In my JC Chemistry tuition classes, I have been teaching a group of students from a school that offers both IP and mainstream pathways to A levels. During one of the lessons that I was teaching, the student shared with some frustration that his school compared the results of the mid-year examinations for JC Chemistry between the IP and JC mainstream students to emphasize that the students doing IP did much better than the mainstream students, my student was a JC mainstream student. The impact that it had on him was that he felt like a second-class citizen as compared to those in IP. I can understand the school’s perspective which could be an attempt to jolt the JC mainstream students into action so that they can improve their grades in Chemistry. However, the unintended consequences of the action led to frustration for some students, drop in confidence in the subject and maybe an unhealthy tension or relationship with the IP students. Am sure all is done with good intent but at times, it is best for students to run their own individual race, as long as they have put in their best, that is good enough regardless of the final results.

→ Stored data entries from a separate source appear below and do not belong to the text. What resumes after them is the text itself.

//! Command layer — validated, reversible player actions.
//!
//! Every player-initiated action becomes a `Command` value holding its
//! captured pre/post state. Validation never unwinds for expected
//! failures; execution captures state first and restores it on any
//! unexpected error, so session state is never left half-applied.

use std::collections::VecDeque;

use highguard_core::commands::CombatCommand;
use highguard_core::enums::{AmmoKind, CrewRole, SessionPhase};
use highguard_core::errors::{EngineError, RejectReason, ValidationOutcome};
use highguard_core::events::{CombatEvent, Outbound};
use highguard_core::rules;
use highguard_core::ship::WeaponId;
use highguard_core::types::CombatantId;

use crate::resolver::{self, AttackSpec};
use crate::session::{CombatSession, StateSnapshot};

/// A single player action with captured pre/post state.
#[derive(Debug, Clone)]
pub struct Command {
    pub kind: CombatCommand,
    pub actor: CombatantId,
    /// State captured immediately before execution.
    pub before: Option<StateSnapshot>,
    /// State captured immediately after execution; redo restores this
    /// without re-rolling anything.
    pub after: Option<StateSnapshot>,
    /// Events produced by execution, kept for replay.
    pub result: Vec<Outbound>,
    pub executed: bool,
}

impl Command {
    pub fn new(actor: CombatantId, kind: CombatCommand) -> Self {
        Self {
            kind,
            actor,
            before: None,
            after: None,
            result: Vec::new(),
            executed: false,
        }
    }

    /// Check preconditions in order: session accepting actions, the
    /// actor's turn, not already acted, then action-specific checks.
    pub fn validate(&self, session: &CombatSession) -> ValidationOutcome {
        if session.phase != SessionPhase::Active {
            return ValidationOutcome::reject(RejectReason::SessionNotActive);
        }
        let Some(slot) = session.slot_of(self.actor) else {
            return ValidationOutcome::reject(RejectReason::NotYourTurn);
        };
        if session.active_party != self.actor {
            return ValidationOutcome::reject(RejectReason::NotYourTurn);
        }
        if session.turn_complete[slot] {
            return ValidationOutcome::reject(RejectReason::AlreadyActed);
        }

        let actor = &session.combatants[slot];
        match &self.kind {
            CombatCommand::Fire { weapon_index } => {
                let Some(weapon) = actor.weapon_at(*weapon_index) else {
                    return ValidationOutcome::reject(RejectReason::NoWeapon);
                };
                let spec = weapon.spec();
                if !spec.direct_fire {
                    return ValidationOutcome::reject(RejectReason::NoWeapon);
                }
                if let Some(bands) = spec.ranges {
                    if !bands.contains(&session.range) {
                        return ValidationOutcome::reject(RejectReason::OutOfRange);
                    }
                }
                if let Some(kind) = spec.ammo {
                    if actor.ammo(kind) == 0 {
                        return ValidationOutcome::reject(RejectReason::InsufficientAmmo {
                            kind,
                        });
                    }
                }
                ValidationOutcome::ok()
            }
            CombatCommand::LaunchMissile => {
                if !actor.fitted(WeaponId::MissileRack) {
                    return ValidationOutcome::reject(RejectReason::NoWeapon);
                }
                if actor.missiles == 0 {
                    return ValidationOutcome::reject(RejectReason::InsufficientAmmo {
                        kind: AmmoKind::Missiles,
                    });
                }
                ValidationOutcome::ok()
            }
            CombatCommand::PointDefense { missile_id } => {
                if actor.turrets == 0 {
                    return ValidationOutcome::reject(RejectReason::NoWeapon);
                }
                match session.missiles.get(*missile_id) {
                    Some(missile) if missile.target == self.actor => ValidationOutcome::ok(),
                    _ => ValidationOutcome::reject(RejectReason::NoTarget),
                }
            }
            CombatCommand::UseCountermeasure => {
                if !actor.fitted(WeaponId::Sandcaster) {
                    return ValidationOutcome::reject(RejectReason::NoWeapon);
                }
                if actor.sand == 0 {
                    return ValidationOutcome::reject(RejectReason::InsufficientAmmo {
                        kind: AmmoKind::Sand,
                    });
                }
                ValidationOutcome::ok()
            }
            CombatCommand::Repair => {
                if actor.hull >= actor.max_hull && actor.criticals.is_empty() {
                    return ValidationOutcome::reject(RejectReason::NothingToRepair);
                }
                ValidationOutcome::ok()
            }
            CombatCommand::Dodge { .. } | CombatCommand::EndTurn | CombatCommand::Abandon => {
                ValidationOutcome::ok()
            }
        }
    }

    /// Capture the pre-state, apply the effect, mark the actor's turn
    /// complete, and store the post-state and result events. On an
    /// unexpected error the captured pre-state is restored first.
    pub fn execute(
        &mut self,
        session: &mut CombatSession,
        threshold: i32,
    ) -> Result<Vec<Outbound>, EngineError> {
        let before = session.capture();
        match self.apply(session, threshold) {
            Ok(events) => {
                if let Some(slot) = session.slot_of(self.actor) {
                    session.turn_complete[slot] = true;
                }
                self.before = Some(before);
                self.after = Some(session.capture());
                self.result = events.clone();
                self.executed = true;
                Ok(events)
            }
            Err(error) => {
                session.restore(&before);
                Err(error)
            }
        }
    }

    /// Restore every captured field to its pre-execute value.
    pub fn undo(&self, session: &mut CombatSession) -> bool {
        match &self.before {
            Some(snapshot) => {
                session.restore(snapshot);
                true
            }
            None => false,
        }
    }

    /// Reapply the cached post-execute state; no dice are re-rolled.
    pub fn redo(&self, session: &mut CombatSession) -> bool {
        match &self.after {
            Some(snapshot) if self.executed => {
                session.restore(snapshot);
                true
            }
            _ => false,
        }
    }

    /// Perform the action's effect. All fallible work happens before
    /// any mutation within each arm.
    fn apply(
        &self,
        session: &mut CombatSession,
        threshold: i32,
    ) -> Result<Vec<Outbound>, EngineError> {
        let actor_slot = session
            .slot_of(self.actor)
            .ok_or(EngineError::NotAParticipant(self.actor))?;
        let target_slot = 1 - actor_slot;
        let target_id = session.combatants[target_slot].id;

        match &self.kind {
            CombatCommand::Fire { weapon_index } => {
                let weapon = session.combatants[actor_slot]
                    .weapon_at(*weapon_index)
                    .ok_or(EngineError::UnknownWeapon(*weapon_index))?
                    .spec();
                let spec = AttackSpec {
                    range: session.range,
                    dodge: session.combatants[target_slot].dodge,
                    weapon: &weapon,
                    threshold,
                };
                let result = resolver::resolve_attack(
                    &session.combatants[actor_slot],
                    &session.combatants[target_slot],
                    &spec,
                    &mut session.dice,
                )?;

                let before_hull = session.combatants[target_slot].hull;
                session.combatants[target_slot].hull = result.new_hull;
                if let Some(kind) = weapon.ammo {
                    session.combatants[actor_slot].spend_ammo(kind);
                }

                let damage = result.hit.then_some(result.damage);
                let mut events = vec![
                    Outbound::to(
                        self.actor,
                        CombatEvent::AttackResult {
                            hit: result.hit,
                            damage,
                            target_hull: result.new_hull,
                        },
                    ),
                    Outbound::to(
                        target_id,
                        CombatEvent::Attacked {
                            hit: result.hit,
                            damage,
                            hull: result.new_hull,
                            max_hull: session.combatants[target_slot].max_hull,
                        },
                    ),
                ];

                if result.hit {
                    let max_hull = session.combatants[target_slot].max_hull;
                    if let Some(crit) = resolver::roll_critical(
                        before_hull,
                        result.new_hull,
                        max_hull,
                        &mut session.dice,
                    ) {
                        session.combatants[target_slot].criticals.push(crit);
                        events.push(Outbound::both(CombatEvent::Critical {
                            target: target_id,
                            system: crit.system,
                            severity: crit.severity,
                            damage: crit.damage,
                        }));
                    }
                }
                Ok(events)
            }
            CombatCommand::LaunchMissile => {
                session.combatants[actor_slot].spend_ammo(AmmoKind::Missiles);
                let missile = session.missiles.launch(
                    self.actor,
                    target_id,
                    session.range,
                    session.round,
                );
                Ok(vec![Outbound::both(CombatEvent::MissileLaunched {
                    missile_id: missile.id,
                    attacker: self.actor,
                    defender: target_id,
                    current_range: missile.current_range,
                    ammo_remaining: session.combatants[actor_slot].missiles,
                })])
            }
            CombatCommand::PointDefense { missile_id } => {
                let gunnery = session.combatants[actor_slot].skill(CrewRole::Gunner);
                match session
                    .missiles
                    .point_defense(*missile_id, gunnery, &mut session.dice)
                {
                    Some(outcome) => Ok(vec![Outbound::both(
                        CombatEvent::PointDefenseResult {
                            missile_id: outcome.missile_id,
                            destroyed: outcome.destroyed,
                            roll: outcome.roll,
                            total: outcome.total,
                        },
                    )]),
                    // Validation saw the missile; it cannot vanish between
                    // validate and execute on the serialized queue.
                    None => Ok(Vec::new()),
                }
            }
            CombatCommand::UseCountermeasure => {
                session.combatants[actor_slot].spend_ammo(AmmoKind::Sand);
                session.combatants[actor_slot].countermeasure_bonus =
                    rules::COUNTERMEASURE_ARMOR_BONUS;
                Ok(vec![Outbound::both(CombatEvent::CountermeasureDeployed {
                    party: self.actor,
                    sand_remaining: session.combatants[actor_slot].sand,
                })])
            }
            CombatCommand::Dodge { posture } => {
                session.combatants[actor_slot].dodge = *posture;
                Ok(vec![Outbound::both(CombatEvent::DodgeDeclared {
                    party: self.actor,
                    posture: *posture,
                })])
            }
            CombatCommand::Repair => {
                let engineer = session.combatants[actor_slot].skill(CrewRole::Engineer);
                let severity_dm = session.combatants[actor_slot]
                    .criticals
                    .last()
                    .map(|crit| rules::crit_repair_dm(crit.severity))
                    .unwrap_or(0);
                let target = rules::REPAIR_THRESHOLD + severity_dm;
                let roll = session.dice.roll_2d6();
                let total = roll.total + engineer;
                let success = total >= target;

                let mut hull_restored = 0;
                if success {
                    // Effect-scaled: hull restored grows with the margin.
                    let effect = (total - target).max(0) as u32;
                    let actor = &mut session.combatants[actor_slot];
                    hull_restored = (effect + 1).min(actor.max_hull - actor.hull);
                    actor.hull += hull_restored;
                    actor.criticals.pop();
                }
                Ok(vec![Outbound::both(CombatEvent::RepairResult {
                    party: self.actor,
                    success,
                    roll: roll.total,
                    total,
                    hull_restored,
                    hull: session.combatants[actor_slot].hull,
                })])
            }
            CombatCommand::EndTurn => Ok(Vec::new()),
            // Abandon tears the session down at the engine level and
            // never reaches the reversible command path.
            CombatCommand::Abandon => Ok(Vec::new()),
        }
    }
}

/// Bounded undo history plus redo stack, owned by one session.
#[derive(Debug, Clone, Default)]
pub struct CommandHistory {
    entries: VecDeque<Command>,
    redo: Vec<Command>,
}

impl CommandHistory {
    /// Record an executed command, dropping the oldest beyond the cap.
    /// Any redo tail is invalidated.
    pub fn push(&mut self, command: Command) {
        if self.entries.len() >= rules::COMMAND_HISTORY_CAP {
            self.entries.pop_front();
        }
        self.entries.push_back(command);
        self.redo.clear();
    }

    /// Undo the most recent command against the session.
    pub fn undo(&mut self, session: &mut CombatSession) -> Result<(), EngineError> {
        let command = self.entries.pop_back().ok_or(EngineError::NothingToUndo)?;
        command.undo(session);
        self.redo.push(command);
        Ok(())
    }

    /// Redo the most recently undone command against the session.
    pub fn redo(&mut self, session: &mut CombatSession) -> Result<(), EngineError> {
        let command = self.redo.pop().ok_or(EngineError::NothingToRedo)?;
        command.redo(session);
        if self.entries.len() >= rules::COMMAND_HISTORY_CAP {
            self.entries.pop_front();
        }
        self.entries.push_back(command);
        Ok(())
    }

    pub fn clear(&mut self) {
        self.entries.clear();
        self.redo.clear();
    }

    pub fn len(&self) -> usize {
        self.entries.len()
    }

    pub fn is_empty(&self) -> bool {
        self.entries.is_empty()
    }

    /// The most recent executed command, if any.
    pub fn last(&self) -> Option<&Command> {
        self.entries.back()
    }
}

This is the another story I am sharing. I had a student who joined my JC Chemistry tuition class pretty late in the year, just a few months before the A level exams. The student was pretty weak in Chemistry and I could feel that he was worried about his A levels, in particular his two weaker subjects which are Chemistry and Economics. After a few lessons, he asked me about my assessment on how likely he will do well in the subject. In my mind, I thought that he was really pretty weak and chances of doing well are slim. However, I was aware on the impact of my words and chose to withhold my judgment. I told him not to worry and put in his best and reassured him that I will work alongside him to achieve his own personal best result. He thanked me and went on to share with me that he had also recently signed up for Economics group tuition and upon joining, the tutor told him that he had joined the class too late and probably won’t do well. That remark by the tutor affected his confidence in the subject. While I could understand where the Econs tutor was coming from, he probably wasn’t aware that the remark had made a dent in the student’s confidence.

We all need to know that the words and actions by tutors and teacher mean a lot to most students and hence we really need to be very careful with what we say or do. Don’t get me wrong, my point isn’t to frame everything positively and sugarcoat our words but we can at least exercise some discretion on how we convey our words and at least be neutral when conveying the message. As humans, we often judge others and it can’t be helped because we are wired in that way. However, we definitely can pause after forming our judgment before taking actions or conveying our thoughts in a manner that will minimize or eliminate the negative impact that we may have on our students because most students take the words of tutors and teachers very seriously.